//! Delayed task dispatch driven by the frame clock
//!
//! Tasks are plain values handed back to the caller once their delay has
//! elapsed. There is no thread and no timer: the owner advances the clock with
//! the same `dt` it feeds its own update, and acts on whatever comes due.

/// A pending task with its due time
#[derive(Debug, Clone)]
struct Entry<T> {
    due: f32,
    task: T,
}

/// Polled scheduler for deferred tasks
///
/// A task scheduled with delay `d` is returned by the first [`Scheduler::advance`]
/// call after which the cumulative elapsed time is `>= d`, exactly once. Tasks
/// due in the same call come back ordered by delay, ties in scheduling order.
/// Pending tasks are dropped with the scheduler.
#[derive(Debug, Clone)]
pub struct Scheduler<T> {
    // Sorted by due time; equal times stay in insertion order
    pending: Vec<Entry<T>>,
    elapsed: f32,
}

impl<T> Scheduler<T> {
    pub fn new() -> Self {
        Self {
            pending: Vec::new(),
            elapsed: 0.0,
        }
    }

    /// Schedule `task` to fire `delay` seconds from the current clock
    pub fn schedule(&mut self, delay: f32, task: T) {
        let delay = if delay.is_finite() { delay.max(0.0) } else { 0.0 };
        let entry = Entry {
            due: self.elapsed + delay,
            task,
        };

        // Insert after every entry due at or before this one
        let at = self.pending.partition_point(|e| e.due <= entry.due);
        self.pending.insert(at, entry);
    }

    /// Move the clock forward and return every task that came due
    pub fn advance(&mut self, dt: f32) -> Vec<T> {
        if dt.is_finite() && dt > 0.0 {
            self.elapsed += dt;
        }
        let due = self.pending.partition_point(|e| e.due <= self.elapsed);
        self.pending.drain(..due).map(|e| e.task).collect()
    }

    /// Remove every pending task in firing order, regardless of the clock
    pub fn drain(&mut self) -> Vec<T> {
        self.pending.drain(..).map(|e| e.task).collect()
    }

    /// Cancel everything and rewind the clock
    pub fn clear(&mut self) {
        self.pending.clear();
        self.elapsed = 0.0;
    }

    #[inline]
    pub fn len(&self) -> usize {
        self.pending.len()
    }

    #[inline]
    pub fn is_empty(&self) -> bool {
        self.pending.is_empty()
    }

    /// Cumulative time fed through [`Scheduler::advance`]
    #[inline]
    pub fn elapsed(&self) -> f32 {
        self.elapsed
    }
}

impl<T> Default for Scheduler<T> {
    fn default() -> Self {
        Self::new()
    }
}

PROBLEM TO WORK ON -
Each line above from the one with "for deferred tasks" up to and including the one with "in scheduling order." must be set down exactly, and no line outside that span may appear.

ANSWER -
/// Polled scheduler for deferred tasks
///
/// A task scheduled with delay `d` is returned by the first [`Scheduler::advance`]
/// call after which the cumulative elapsed time is `>= d`, exactly once. Tasks
/// due in the same call come back ordered by delay, ties in scheduling order.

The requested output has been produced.